**AIM OF THE TASK**.
Below are records; reply with nothing but the number of lines in them that contain "repeats".
● ● ● ● ● ● ●
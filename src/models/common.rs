use std::collections::BTreeMap;

use chrono::{DateTime, Utc};
use serde::{Deserialize, Serialize};

/// Resource tags, ordered by key.
pub type Tags = BTreeMap<String, String>;

/// A child resource of a media services account (no location or tags).
#[derive(Debug, Clone, Default, PartialEq, Deserialize, Serialize)]
#[serde(rename_all = "camelCase")]
pub struct ProxyResource<P> {
    /// Full ARM id. Read-only.
    #[serde(default, skip_serializing_if = "Option::is_none")]
    pub id: Option<String>,
    #[serde(default, skip_serializing_if = "Option::is_none")]
    pub name: Option<String>,
    /// e.g. `Microsoft.Media/mediaservices/assets`.
    #[serde(rename = "type", default, skip_serializing_if = "Option::is_none")]
    pub resource_type: Option<String>,
    #[serde(default, skip_serializing_if = "Option::is_none")]
    pub system_data: Option<SystemData>,
    pub properties: P,
}

impl<P> ProxyResource<P> {
    /// A request body carrying only `properties`.
    pub fn new(properties: P) -> Self {
        Self {
            id: None,
            name: None,
            resource_type: None,
            system_data: None,
            properties,
        }
    }
}

/// A top-level resource with a region and tags.
#[derive(Debug, Clone, Default, PartialEq, Deserialize, Serialize)]
#[serde(rename_all = "camelCase")]
pub struct TrackedResource<P> {
    #[serde(default, skip_serializing_if = "Option::is_none")]
    pub id: Option<String>,
    #[serde(default, skip_serializing_if = "Option::is_none")]
    pub name: Option<String>,
    #[serde(rename = "type", default, skip_serializing_if = "Option::is_none")]
    pub resource_type: Option<String>,
    #[serde(default, skip_serializing_if = "Option::is_none")]
    pub system_data: Option<SystemData>,
    /// Azure region, e.g. `westeurope`. Left out of PATCH bodies when empty.
    #[serde(default, skip_serializing_if = "String::is_empty")]
    pub location: String,
    #[serde(default, skip_serializing_if = "Option::is_none")]
    pub tags: Option<Tags>,
    pub properties: P,
}

impl<P> TrackedResource<P> {
    pub fn new(location: impl Into<String>, properties: P) -> Self {
        Self {
            id: None,
            name: None,
            resource_type: None,
            system_data: None,
            location: location.into(),
            tags: None,
            properties,
        }
    }

    pub fn with_tags(mut self, tags: Tags) -> Self {
        self.tags = Some(tags);
        self
    }
}

/// Creation and last-modification metadata.
#[derive(Debug, Clone, Default, PartialEq, Eq, Deserialize, Serialize)]
#[serde(rename_all = "camelCase")]
pub struct SystemData {
    #[serde(default, skip_serializing_if = "Option::is_none")]
    pub created_by: Option<String>,
    #[serde(default, skip_serializing_if = "Option::is_none")]
    pub created_by_type: Option<CreatedByType>,
    #[serde(default, skip_serializing_if = "Option::is_none")]
    pub created_at: Option<DateTime<Utc>>,
    #[serde(default, skip_serializing_if = "Option::is_none")]
    pub last_modified_by: Option<String>,
    #[serde(default, skip_serializing_if = "Option::is_none")]
    pub last_modified_by_type: Option<CreatedByType>,
    #[serde(default, skip_serializing_if = "Option::is_none")]
    pub last_modified_at: Option<DateTime<Utc>>,
}

#[derive(Debug, Clone, Copy, PartialEq, Eq, Deserialize, Serialize)]
pub enum CreatedByType {
    User,
    Application,
    ManagedIdentity,
    Key,
}

/// Provisioning state of a resource that goes through a long-running create.
#[derive(Debug, Clone, Copy, PartialEq, Eq, Deserialize, Serialize)]
pub enum ProvisioningState {
    InProgress,
    Succeeded,
    Failed,
    #[serde(other)]
    Unknown,
}

/// Source IP ranges allowed to reach an endpoint.
#[derive(Debug, Clone, Default, PartialEq, Eq, Deserialize, Serialize)]
#[serde(rename_all = "camelCase")]
pub struct IpAccessControl {
    #[serde(default)]
    pub allow: Vec<IpRange>,
}

#[derive(Debug, Clone, Default, PartialEq, Eq, Deserialize, Serialize)]
#[serde(rename_all = "camelCase")]
pub struct IpRange {
    #[serde(default, skip_serializing_if = "Option::is_none")]
    pub name: Option<String>,
    pub address: String,
    #[serde(default, skip_serializing_if = "Option::is_none")]
    pub subnet_prefix_length: Option<u8>,
}

impl IpRange {
    /// Allow every IPv4 address.
    pub fn allow_all() -> Self {
        Self {
            name: Some("AllowAll".into()),
            address: "0.0.0.0".into(),
            subnet_prefix_length: Some(0),
        }
    }
}
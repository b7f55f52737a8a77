use crate::client::Client;
use crate::errors::Result;
use crate::models::{ContentKeyPolicy, ContentKeyPolicyProperties};
use crate::paging::{ListOptions, Page};
use crate::validation::{self, MAX_DESCRIPTION_LEN};

const CONTENT_KEY_POLICIES: &str = "contentKeyPolicies";

fn check_policy(name: &str, policy: &ContentKeyPolicy) -> Result<()> {
    validation::entity_name("contentKeyPolicyName", name)?;
    validation::description(
        "description",
        policy.properties.description.as_deref(),
        MAX_DESCRIPTION_LEN,
    )?;
    validation::non_empty_list("options", &policy.properties.options)
}

impl Client {
    /// Get a content key policy. Secrets in the options come back blank.
    pub async fn get_content_key_policy(
        &self,
        resource_group: &str,
        account_name: &str,
        policy_name: &str,
    ) -> Result<ContentKeyPolicy> {
        validation::entity_name("contentKeyPolicyName", policy_name)?;
        let url = self.account_url(
            resource_group,
            account_name,
            &[CONTENT_KEY_POLICIES, policy_name],
        )?;
        self.get(url).await
    }

    /// Create or replace a content key policy. At least one option is required.
    pub async fn create_or_update_content_key_policy(
        &self,
        resource_group: &str,
        account_name: &str,
        policy_name: &str,
        policy: &ContentKeyPolicy,
    ) -> Result<ContentKeyPolicy> {
        check_policy(policy_name, policy)?;
        let url = self.account_url(
            resource_group,
            account_name,
            &[CONTENT_KEY_POLICIES, policy_name],
        )?;
        self.put(url, policy).await
    }

    /// Patch a content key policy.
    pub async fn update_content_key_policy(
        &self,
        resource_group: &str,
        account_name: &str,
        policy_name: &str,
        policy: &ContentKeyPolicy,
    ) -> Result<ContentKeyPolicy> {
        check_policy(policy_name, policy)?;
        let url = self.account_url(
            resource_group,
            account_name,
            &[CONTENT_KEY_POLICIES, policy_name],
        )?;
        self.patch(url, policy).await
    }

    /// Delete a content key policy.
    pub async fn delete_content_key_policy(
        &self,
        resource_group: &str,
        account_name: &str,
        policy_name: &str,
    ) -> Result<()> {
        validation::entity_name("contentKeyPolicyName", policy_name)?;
        let url = self.account_url(
            resource_group,
            account_name,
            &[CONTENT_KEY_POLICIES, policy_name],
        )?;
        self.delete(url).await
    }

    /// List content key policies; `options` narrows and orders the first page.
    pub async fn list_content_key_policies(
        &self,
        resource_group: &str,
        account_name: &str,
        options: Option<&ListOptions>,
    ) -> Result<Page<ContentKeyPolicy>> {
        let url = self.account_url(resource_group, account_name, &[CONTENT_KEY_POLICIES])?;
        self.list_page(url, options).await
    }

    /// Policy properties including verification keys and DRM secrets.
    pub async fn get_content_key_policy_properties_with_secrets(
        &self,
        resource_group: &str,
        account_name: &str,
        policy_name: &str,
    ) -> Result<ContentKeyPolicyProperties> {
        validation::entity_name("contentKeyPolicyName", policy_name)?;
        let url = self.account_url(
            resource_group,
            account_name,
            &[CONTENT_KEY_POLICIES, policy_name, "getPolicyPropertiesWithSecrets"],
        )?;
        self.post(url, None).await
    }
}
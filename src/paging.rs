//! Paged listings.
//!
//! List endpoints return `{"value": [...], "@odata.nextLink": "..."}`. The
//! next-link is an absolute URL carrying an opaque `$skiptoken`; an absent
//! link means the listing is exhausted.

use std::collections::HashSet;

use futures::stream::{self, Stream, TryStreamExt};
use reqwest::Method;
use serde::de::DeserializeOwned;
use serde::{Deserialize, Serialize};
use tracing::debug;
use url::Url;

use crate::client::Client;
use crate::errors::{MediaError, Result};

/// One page of a listing.
#[derive(Debug, Clone, Deserialize, Serialize)]
pub struct Page<T> {
    #[serde(default = "Vec::new")]
    pub value: Vec<T>,
    /// Absolute URL of the next page. `None` means no more results.
    #[serde(
        rename = "@odata.nextLink",
        default,
        skip_serializing_if = "Option::is_none"
    )]
    pub next_link: Option<String>,
}

impl<T> Page<T> {
    /// `true` if `next_link` is `Some`.
    pub fn has_more(&self) -> bool {
        self.next_link.is_some()
    }

    /// The `$skiptoken` embedded in the next-link, for callers that resume a
    /// listing later through [`ListOptions::skip_token`].
    pub fn continuation_token(&self) -> Option<String> {
        let link = Url::parse(self.next_link.as_deref()?).ok()?;
        link.query_pairs()
            .find(|(k, _)| k.eq_ignore_ascii_case("$skiptoken"))
            .map(|(_, v)| v.into_owned())
    }
}

/// OData query options accepted by list operations.
#[derive(Debug, Clone, Default, PartialEq, Eq)]
pub struct ListOptions {
    /// `$filter`, e.g. `properties.created gt 2024-01-01T00:00:00Z`.
    pub filter: Option<String>,
    /// `$top`; must be at least 1.
    pub top: Option<u32>,
    /// `$orderby`, e.g. `properties.created desc`.
    pub orderby: Option<String>,
    /// `$skiptoken` from [`Page::continuation_token`].
    pub skip_token: Option<String>,
}

impl ListOptions {
    pub fn new() -> Self {
        Self::default()
    }

    pub fn filter(mut self, filter: impl Into<String>) -> Self {
        self.filter = Some(filter.into());
        self
    }

    pub fn top(mut self, top: u32) -> Self {
        self.top = Some(top);
        self
    }

    pub fn orderby(mut self, orderby: impl Into<String>) -> Self {
        self.orderby = Some(orderby.into());
        self
    }

    pub fn skip_token(mut self, token: impl Into<String>) -> Self {
        self.skip_token = Some(token.into());
        self
    }

    /// Append the set options to `url` as OData query parameters.
    pub(crate) fn apply(&self, url: &mut Url) -> Result<()> {
        if self.top == Some(0) {
            return Err(MediaError::validation("$top", "must be at least 1"));
        }

        let mut query = url.query_pairs_mut();
        if let Some(ref f) = self.filter {
            query.append_pair("$filter", f);
        }
        if let Some(t) = self.top {
            query.append_pair("$top", &t.to_string());
        }
        if let Some(ref o) = self.orderby {
            query.append_pair("$orderby", o);
        }
        if let Some(ref s) = self.skip_token {
            query.append_pair("$skiptoken", s);
        }
        Ok(())
    }
}

enum Cursor<T> {
    First(Page<T>),
    Next(String),
    Done,
}

impl Client {
    /// Fetch the page behind `page.next_link`, or `None` when `page` was the last one.
    pub async fn next_page<T: DeserializeOwned>(&self, page: &Page<T>) -> Result<Option<Page<T>>> {
        match page.next_link {
            Some(ref link) => Ok(Some(self.fetch_page(link).await?)),
            None => Ok(None),
        }
    }

    /// Follow next-links from `first` until the listing is exhausted and
    /// return every item.
    ///
    /// # Errors
    ///
    /// [`MediaError::InvalidResponse`] if the service hands out a next-link
    /// that was already visited.
    pub async fn collect_all<T: DeserializeOwned>(&self, first: Page<T>) -> Result<Vec<T>> {
        let mut items = first.value;
        let mut next = first.next_link;
        let mut seen = HashSet::new();

        while let Some(link) = next {
            if !seen.insert(link.clone()) {
                return Err(MediaError::InvalidResponse(format!(
                    "next-link repeats: {link}"
                )));
            }
            let page: Page<T> = self.fetch_page(&link).await?;
            items.extend(page.value);
            next = page.next_link;
        }

        Ok(items)
    }

    /// Stream pages lazily, starting with `first`. The next page is only
    /// requested once the previous one has been consumed.
    ///
    /// Following a next-link that was already visited yields
    /// [`MediaError::InvalidResponse`] and ends the stream.
    pub fn pages<T>(&self, first: Page<T>) -> impl Stream<Item = Result<Page<T>>> + '_
    where
        T: DeserializeOwned + 'static,
    {
        let start = (Cursor::First(first), HashSet::new());
        stream::try_unfold(start, move |(cursor, mut seen)| async move {
            let page = match cursor {
                Cursor::First(page) => page,
                Cursor::Next(link) => {
                    if !seen.insert(link.clone()) {
                        return Err(MediaError::InvalidResponse(format!(
                            "next-link repeats: {link}"
                        )));
                    }
                    self.fetch_page(&link).await?
                }
                Cursor::Done => return Ok(None),
            };
            let next = match page.next_link {
                Some(ref link) => Cursor::Next(link.clone()),
                None => Cursor::Done,
            };
            Ok::<_, MediaError>(Some((page, (next, seen))))
        })
    }

    /// Stream individual items across all pages, starting with `first`.
    pub fn items<T>(&self, first: Page<T>) -> impl Stream<Item = Result<T>> + '_
    where
        T: DeserializeOwned + 'static,
    {
        self.pages(first)
            .map_ok(|page| stream::iter(page.value.into_iter().map(Ok)))
            .try_flatten()
    }

    pub(crate) async fn fetch_page<T: DeserializeOwned>(&self, link: &str) -> Result<Page<T>> {
        let url = self.service_url(link)?;
        debug!(url = %url, "following next-link");
        self.execute(Method::GET, url, None).await?.decode()
    }

    /// GET the first page of a collection with optional OData options.
    pub(crate) async fn list_page<T: DeserializeOwned>(
        &self,
        mut url: Url,
        options: Option<&ListOptions>,
    ) -> Result<Page<T>> {
        if let Some(opts) = options {
            opts.apply(&mut url)?;
        }
        self.get(url).await
    }
}
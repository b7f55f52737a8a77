use reqwest::Method;

use crate::client::Client;
use crate::errors::{MediaError, Result};
use crate::models::{LiveEvent, LiveEventActionInput, LiveOutput};
use crate::paging::Page;
use crate::validation::{self, MAX_DESCRIPTION_LEN, MAX_LIVE_EVENT_DESCRIPTION_LEN};

const LIVE_EVENTS: &str = "liveEvents";
const LIVE_OUTPUTS: &str = "liveOutputs";

fn check_live_event(name: &str, event: &LiveEvent) -> Result<()> {
    check_live_event_patch(name, event)?;
    validation::location(&event.location)
}

/// PATCH bodies may leave `location` empty.
fn check_live_event_patch(name: &str, event: &LiveEvent) -> Result<()> {
    validation::live_event_name(name)?;
    validation::optional_tags(event.tags.as_ref())?;
    validation::description(
        "description",
        event.properties.description.as_deref(),
        MAX_LIVE_EVENT_DESCRIPTION_LEN,
    )
}

impl Client {
    // -----------------------------------------------------------------------
    // Live events
    // -----------------------------------------------------------------------

    /// Fetch a live event.
    pub async fn get_live_event(
        &self,
        resource_group: &str,
        account_name: &str,
        live_event_name: &str,
    ) -> Result<LiveEvent> {
        validation::live_event_name(live_event_name)?;
        let url = self.account_url(resource_group, account_name, &[LIVE_EVENTS, live_event_name])?;
        self.get(url).await
    }

    /// Create a live event and wait until it is provisioned. With
    /// `auto_start` the event goes straight to `Running` and starts billing.
    pub async fn create_live_event(
        &self,
        resource_group: &str,
        account_name: &str,
        live_event_name: &str,
        event: &LiveEvent,
        auto_start: bool,
    ) -> Result<LiveEvent> {
        check_live_event(live_event_name, event)?;
        let resource_url =
            self.account_url(resource_group, account_name, &[LIVE_EVENTS, live_event_name])?;
        let mut url = resource_url.clone();
        url.query_pairs_mut()
            .append_pair("autoStart", if auto_start { "true" } else { "false" });
        self.upsert_long_running(Method::PUT, url, resource_url, event)
            .await
    }

    /// Patch a live event and wait for the change to apply.
    pub async fn update_live_event(
        &self,
        resource_group: &str,
        account_name: &str,
        live_event_name: &str,
        event: &LiveEvent,
    ) -> Result<LiveEvent> {
        check_live_event_patch(live_event_name, event)?;
        let url = self.account_url(resource_group, account_name, &[LIVE_EVENTS, live_event_name])?;
        self.upsert_long_running(Method::PATCH, url.clone(), url, event)
            .await
    }

    /// Delete a live event and wait until it is gone. A running event is
    /// stopped first by the service.
    pub async fn delete_live_event(
        &self,
        resource_group: &str,
        account_name: &str,
        live_event_name: &str,
    ) -> Result<()> {
        validation::live_event_name(live_event_name)?;
        let url = self.account_url(resource_group, account_name, &[LIVE_EVENTS, live_event_name])?;
        self.action_long_running(Method::DELETE, url, None).await
    }

    /// List the live events of an account.
    pub async fn list_live_events(
        &self,
        resource_group: &str,
        account_name: &str,
    ) -> Result<Page<LiveEvent>> {
        let url = self.account_url(resource_group, account_name, &[LIVE_EVENTS])?;
        self.get(url).await
    }

    /// Start a stopped or allocated live event.
    pub async fn start_live_event(
        &self,
        resource_group: &str,
        account_name: &str,
        live_event_name: &str,
    ) -> Result<()> {
        self.live_event_action(resource_group, account_name, live_event_name, "start", None)
            .await
    }

    /// Stop a running live event, optionally deleting its live outputs.
    pub async fn stop_live_event(
        &self,
        resource_group: &str,
        account_name: &str,
        live_event_name: &str,
        remove_outputs_on_stop: bool,
    ) -> Result<()> {
        let body = LiveEventActionInput {
            remove_outputs_on_stop: Some(remove_outputs_on_stop),
        };
        self.live_event_action(
            resource_group,
            account_name,
            live_event_name,
            "stop",
            Some(serde_json::to_value(&body)?),
        )
        .await
    }

    /// Reset a running live event; live outputs are stopped and restarted.
    pub async fn reset_live_event(
        &self,
        resource_group: &str,
        account_name: &str,
        live_event_name: &str,
    ) -> Result<()> {
        self.live_event_action(resource_group, account_name, live_event_name, "reset", None)
            .await
    }

    /// Allocate resources so a later start is fast. The event ends in `StandBy`.
    pub async fn allocate_live_event(
        &self,
        resource_group: &str,
        account_name: &str,
        live_event_name: &str,
    ) -> Result<()> {
        self.live_event_action(
            resource_group,
            account_name,
            live_event_name,
            "allocate",
            None,
        )
        .await
    }

    async fn live_event_action(
        &self,
        resource_group: &str,
        account_name: &str,
        live_event_name: &str,
        action: &str,
        body: Option<serde_json::Value>,
    ) -> Result<()> {
        validation::live_event_name(live_event_name)?;
        let url = self.account_url(
            resource_group,
            account_name,
            &[LIVE_EVENTS, live_event_name, action],
        )?;
        self.action_long_running(Method::POST, url, body).await
    }

    // -----------------------------------------------------------------------
    // Live outputs
    // -----------------------------------------------------------------------

    /// Fetch a live output.
    pub async fn get_live_output(
        &self,
        resource_group: &str,
        account_name: &str,
        live_event_name: &str,
        live_output_name: &str,
    ) -> Result<LiveOutput> {
        validation::live_event_name(live_event_name)?;
        validation::live_output_name(live_output_name)?;
        let url = self.account_url(
            resource_group,
            account_name,
            &[LIVE_EVENTS, live_event_name, LIVE_OUTPUTS, live_output_name],
        )?;
        self.get(url).await
    }

    /// Start recording a live event into an asset.
    pub async fn create_live_output(
        &self,
        resource_group: &str,
        account_name: &str,
        live_event_name: &str,
        live_output_name: &str,
        output: &LiveOutput,
    ) -> Result<LiveOutput> {
        validation::live_event_name(live_event_name)?;
        validation::live_output_name(live_output_name)?;
        validation::entity_name("assetName", &output.properties.asset_name)?;
        validation::description(
            "description",
            output.properties.description.as_deref(),
            MAX_DESCRIPTION_LEN,
        )?;
        if output.properties.archive_window_length.is_empty() {
            return Err(MediaError::validation(
                "archiveWindowLength",
                "must not be empty",
            ));
        }

        let url = self.account_url(
            resource_group,
            account_name,
            &[LIVE_EVENTS, live_event_name, LIVE_OUTPUTS, live_output_name],
        )?;
        self.upsert_long_running(Method::PUT, url.clone(), url, output)
            .await
    }

    /// Stop recording. The asset and what was recorded so far are kept.
    pub async fn delete_live_output(
        &self,
        resource_group: &str,
        account_name: &str,
        live_event_name: &str,
        live_output_name: &str,
    ) -> Result<()> {
        validation::live_event_name(live_event_name)?;
        validation::live_output_name(live_output_name)?;
        let url = self.account_url(
            resource_group,
            account_name,
            &[LIVE_EVENTS, live_event_name, LIVE_OUTPUTS, live_output_name],
        )?;
        self.action_long_running(Method::DELETE, url, None).await
    }

    /// List the live outputs of a live event.
    pub async fn list_live_outputs(
        &self,
        resource_group: &str,
        account_name: &str,
        live_event_name: &str,
    ) -> Result<Page<LiveOutput>> {
        validation::live_event_name(live_event_name)?;
        let url = self.account_url(
            resource_group,
            account_name,
            &[LIVE_EVENTS, live_event_name, LIVE_OUTPUTS],
        )?;
        self.get(url).await
    }
}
● ● ● ● ● ● ●
**RESULT**.
2